Webb v. Anderson, 224 F.3d 649, 652 (7th Cir. 2000) (quotation marks, citations, parenthesis, and ellipsis omitted).

Love was disciplined for violating IDOC A-106. This offense is defined as, "[p]ossession or use of any explosive, ammunition, hazardous chemical (e.g., acids or corrosive agents) or dangerous or deadly weapon." Indiana Department of Correction Adult Disciplinary Process, Appendix I: Offenses. http://www.in.gov/idoc/files/02-04-101_APPENDIX_I-OFFENSES_6-1-2015(1).pdf. The Conduct Report charged Love as follows:

On 5-23-16 at about 8:55AM I sgt. Reed was conducting a search in the cell of Love 158219. Under his cabinet I found a sharpened piece of metal approx.. 7" in length. This was taped.

ECF 5-1 at 1.

In this case, the DHO had sufficient evidence to find Love guilty. In particular, the statements from the reporting officer and two officer witnesses, and the photograph of the weapon discovered in his cell, serve as sufficient evidence of Love's guilt. While Love argues that the weapon belonged to a prior resident of the cell, the DHO was presented with evidence that Love had been in his cell for one month prior to the search, and that the weapon and tape appeared to be new. ECF 5-3 at 3. In light of this evidence, it was not unreasonable or arbitrary for the DHO to have found Love guilty.

Next, Love argues that he is entitled to habeas corpus relief because his requests to present evidence were improperly denied. He requested that the DHO obtain and review evidence that documented what property the prior occupant of the cell had possessed in the cell. Inmates have a right to present relevant, exculpatory evidence in their defense. Miller v. Duckworth, 963 F.2d 1002, 1005 (7th Cir. 1992). Exculpatory in this context means evidence which "directly undermines the reliability of the evidence in the record pointing to [the prisoner's] guilt." Meeks v. McBride, 81 F.3d 717, 721 (7th Cir. 1996). However, this right is significantly curtailed by the security and administrative needs of the facility. Wolff v. McDonnell, 418 U.S. 539, 566-67 (1974). "Prison officials must have the necessary discretion to keep the hearing within reasonable limits. . . ." Id. The DHO's denial of Love's evidentiary requests did not infringe upon his due process rights because the requested evidence was not exculpatory. Pursuant to IDOC policy, an inmate is deemed to be in possession of any contraband:

On one's person, in one's quarters, in one's locker or under one's physical control. For the purposes of these procedures, offenders are presumed to be responsible for any property, prohibited property or contraband that is located on their person, within their cell or within areas of their housing, work, educational or vocational assignment that are under their control. Areas under an offender's control include, but are not limited to: the door track, window ledge, ventilation unit, plumbing and the offender's desk, cabinet/locker, shelving, storage area, bed and bedding materials in his/her housing assignment and the desk, cubicle, work station and locker in his/her work, educational or vocational assignment.

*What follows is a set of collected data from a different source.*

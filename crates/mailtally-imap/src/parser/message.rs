//! FETCH attribute block decoding.

use chrono::{DateTime, FixedOffset};

use crate::error::DecodeResult;
use crate::parser::lexer::{Lexer, Token};
use crate::types::{Flag, Flags};

use super::trim_line_end;

/// INTERNALDATE layout, e.g. `17-Jul-1996 02:44:25 -0700`.
const INTERNAL_DATE_FORMAT: &str = "%d-%b-%Y %H:%M:%S %z";

/// Attribute that can degrade without failing the whole block.
#[derive(Debug, Clone, Copy, PartialEq, Eq, Hash)]
pub enum Field {
    /// `RFC822.SIZE`.
    Size,
    /// `INTERNALDATE`.
    InternalDate,
    /// `FLAGS`.
    Flags,
    /// `UID`.
    Uid,
}

impl Field {
    /// Returns the FETCH item name.
    #[must_use]
    pub const fn as_str(self) -> &'static str {
        match self {
            Self::Size => "RFC822.SIZE",
            Self::InternalDate => "INTERNALDATE",
            Self::Flags => "FLAGS",
            Self::Uid => "UID",
        }
    }
}

impl std::fmt::Display for Field {
    fn fmt(&self, f: &mut std::fmt::Formatter<'_>) -> std::fmt::Result {
        f.write_str(self.as_str())
    }
}

/// A field that was missing or could not be decoded.
#[derive(Debug, Clone, PartialEq, Eq)]
pub struct FieldIssue {
    /// Affected field.
    pub field: Field,
    /// What was wrong with it.
    pub problem: String,
}

impl std::fmt::Display for FieldIssue {
    fn fmt(&self, f: &mut std::fmt::Formatter<'_>) -> std::fmt::Result {
        write!(f, "{}: {}", self.field, self.problem)
    }
}

/// Lightweight per-message attributes from one FETCH block.
#[derive(Debug, Clone, PartialEq, Eq)]
pub struct MessageAttributes {
    /// Message sequence number.
    pub sequence_id: u32,
    /// UID, when requested.
    pub uid: Option<u32>,
    /// `RFC822.SIZE` in bytes.
    pub size: Option<u64>,
    /// `INTERNALDATE`.
    pub internal_date: Option<DateTime<FixedOffset>>,
    /// Message flags.
    pub flags: Flags,
    /// Fields that were missing or malformed. `UID` is only reported when
    /// present but malformed.
    pub issues: Vec<FieldIssue>,
}

impl MessageAttributes {
    /// Returns the issue recorded for a field, if any.
    #[must_use]
    pub fn issue(&self, field: Field) -> Option<&FieldIssue> {
        self.issues.iter().find(|i| i.field == field)
    }

    fn note(&mut self, field: Field, problem: String) {
        self.issues.push(FieldIssue { field, problem });
    }
}

/// Decodes one FETCH block: `<id> (<item> <value> ...)`.
///
/// The `* ` prefix and the `FETCH` keyword are optional. The message number
/// is the only mandatory part; size, date and flags degrade to absent or
/// empty (with an entry in [`MessageAttributes::issues`]) when missing or
/// malformed.
///
/// # Errors
///
/// Returns an error when the message number or the parenthesized item list
/// cannot be found.
pub fn decode_message_attributes(raw: &[u8]) -> DecodeResult<MessageAttributes> {
    let (sequence_id, items) = split_block(raw).map_err(|e| e.within("FETCH block"))?;

    let mut attrs = MessageAttributes {
        sequence_id,
        uid: None,
        size: None,
        internal_date: None,
        flags: Flags::new(),
        issues: Vec::new(),
    };

    let keys = top_level_keys(items);
    let value_of = |name: &str| {
        keys.iter()
            .find(|(key, _)| key.eq_ignore_ascii_case(name))
            .map(|&(_, offset)| &items[offset..])
    };

    match value_of("RFC822.SIZE").map(read_size) {
        Some(Ok(size)) => attrs.size = Some(size),
        Some(Err(problem)) => attrs.note(Field::Size, problem),
        None => attrs.note(Field::Size, "missing".to_string()),
    }

    match value_of("INTERNALDATE").map(read_internal_date) {
        Some(Ok(date)) => attrs.internal_date = Some(date),
        Some(Err(problem)) => attrs.note(Field::InternalDate, problem),
        None => attrs.note(Field::InternalDate, "missing".to_string()),
    }

    match value_of("FLAGS").map(read_flags) {
        Some(Ok(flags)) => attrs.flags = flags,
        Some(Err(problem)) => attrs.note(Field::Flags, problem),
        None => attrs.note(Field::Flags, "missing".to_string()),
    }

    match value_of("UID").map(read_uid) {
        Some(Ok(uid)) => attrs.uid = Some(uid),
        Some(Err(problem)) => attrs.note(Field::Uid, problem),
        None => {}
    }

    Ok(attrs)
}

/// Structural stage: message number and the bytes inside the outer parens.
fn split_block(raw: &[u8]) -> DecodeResult<(u32, &[u8])> {
    let mut input = trim_line_end(raw).trim_ascii();
    if let Some(rest) = input.strip_prefix(b"*") {
        input = rest.trim_ascii_start();
    }

    let mut lexer = Lexer::new(input);
    let sequence_id = match lexer.next_token()? {
        Token::Number(n) => u32::try_from(n)
            .ok()
            .filter(|&n| n != 0)
            .ok_or_else(|| lexer.error(&format!("invalid message number {n}")))?,
        token => return Err(lexer.error(&format!("expected message number, got {token:?}"))),
    };

    lexer.skip_spaces();
    if lexer.peek().is_some_and(|b| b.is_ascii_alphabetic()) {
        let keyword = lexer.read_atom_string()?;
        if !keyword.eq_ignore_ascii_case("FETCH") {
            return Err(lexer.error(&format!("expected FETCH, got {keyword}")));
        }
        lexer.skip_spaces();
    }

    if lexer.peek() != Some(b'(') {
        return Err(lexer.error("expected '(' opening the attribute list"));
    }
    let body = lexer.remaining();
    if body.len() < 2 || !body.ends_with(b")") {
        return Err(lexer.error("unterminated attribute list"));
    }

    Ok((sequence_id, &body[1..body.len() - 1]))
}

/// Finds the item names at nesting depth zero and the offset just past each.
///
/// Lexer errors (a stray quote, bad UTF-8) skip one byte and carry on, so a
/// damaged value only hides the items it overlaps.
fn top_level_keys(items: &[u8]) -> Vec<(String, usize)> {
    let mut lexer = Lexer::new(items);
    let mut depth = 0usize;
    let mut keys = Vec::new();

    loop {
        match lexer.next_token() {
            Ok(Token::Eof) => break,
            Ok(Token::LParen | Token::LBracket) => depth += 1,
            Ok(Token::RParen | Token::RBracket) => depth = depth.saturating_sub(1),
            Ok(Token::Atom(name)) if depth == 0 => keys.push((name.to_string(), lexer.position())),
            Ok(_) => {}
            Err(_) => lexer.skip(1),
        }
    }

    keys
}

fn read_size(value: &[u8]) -> Result<u64, String> {
    let mut lexer = Lexer::new(value);
    lexer.skip_spaces();
    lexer.read_number().map_err(|e| e.message)
}

fn read_uid(value: &[u8]) -> Result<u32, String> {
    let n = read_size(value)?;
    u32::try_from(n)
        .ok()
        .filter(|&n| n != 0)
        .ok_or_else(|| format!("invalid UID {n}"))
}

fn read_internal_date(value: &[u8]) -> Result<DateTime<FixedOffset>, String> {
    let mut lexer = Lexer::new(value);
    lexer.skip_spaces();
    match lexer.next_token() {
        Ok(Token::QuotedString(s)) => parse_internal_date(&s),
        Ok(token) => Err(format!("expected quoted date, got {token:?}")),
        Err(e) => Err(e.message),
    }
}

/// Parses an INTERNALDATE string; the day may be space padded.
fn parse_internal_date(s: &str) -> Result<DateTime<FixedOffset>, String> {
    DateTime::parse_from_str(s.trim(), INTERNAL_DATE_FORMAT)
        .map_err(|e| format!("cannot parse {s:?}: {e}"))
}

fn read_flags(value: &[u8]) -> Result<Flags, String> {
    let mut lexer = Lexer::new(value);
    lexer.skip_spaces();
    lexer.expect(Token::LParen).map_err(|e| e.message)?;

    let mut flags = Flags::new();
    loop {
        match lexer.next_token() {
            Ok(Token::RParen) => return Ok(flags),
            Ok(Token::Space) => {}
            Ok(Token::Atom(s)) => flags.insert(Flag::parse(s)),
            Ok(Token::Eof) => return Err("unterminated flag list".to_string()),
            Ok(token) => return Err(format!("unexpected {token:?} in flag list")),
            Err(e) => return Err(e.message),
        }
    }
}
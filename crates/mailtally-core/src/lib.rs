//! # mailtally-core
//!
//! Turns decoded IMAP responses into mailbox statistics.
//!
//! This crate provides:
//! - **Folder scanning** - one folder at a time through any
//!   [`ProtocolClient`](mailtally_imap::ProtocolClient), with per-folder
//!   failures kept local
//! - **Aggregation** - account totals and the flat message record set
//! - **Outlier detection** - `mean + 2σ` size threshold, order independent
//! - **Quota math** - usage percentages and byte formatting
//! - **Account scan** - quota lookup, folder listing and the cancellable
//!   scan loop

#![warn(missing_docs)]
#![warn(clippy::all)]
#![warn(clippy::pedantic)]
#![forbid(unsafe_code)]

mod error;
pub mod model;
pub mod outlier;
pub mod quota;
pub mod run;
pub mod scanner;
pub mod stats;

pub use error::{Error, Result, ScanError, Severity};
pub use model::{FolderReport, MessageRecord};
pub use outlier::{Outlier, OutlierDetector, OutlierReport};
pub use quota::{QuotaInfo, folder_share, format_bytes, usage_percent};
pub use run::{AccountScan, CancelToken, ScanOutcome};
pub use scanner::{Diagnostic, FolderScan, FolderScanner};
pub use stats::{AggregateStats, StatisticsAggregator};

The Disciplinary Code for Adult Offenders. http://www.in.gov/idoc/files/02-04-101_The_Disciplinary_Code_for_Adult_Offenders___6-1-2015.pdf. Love had full access and control over his cell for a month prior to the discovery of the weapon. Therefore, pursuant to IDOC policy, even if another offender had placed the weapon in his cabinet, he would still be guilty of possession. Because the requested evidence was not exculpatory, the DHO did not err in denying the request.

Love also argues that he is entitled to habeas corpus relief because he was not provided with adequate time to prepare a defense. ECF 1 at 3. Inmates are entitled to at least 24-hour's notice of the charges against them, prior to their disciplinary hearing. See Wolff, 418 U.S. at 564. "Prison disciplinary proceedings are not part of a criminal prosecution, and the full panoply of rights due a defendant in such proceedings does not apply." Id. at 556. Here, Love received notice of the charges against him on May 24, 2016 (ECF 5-2), and his disciplinary hearing was held eight days later, on June 1, 2016. ECF 5-3. Thus, Love's due process right to advance notice was satisfied.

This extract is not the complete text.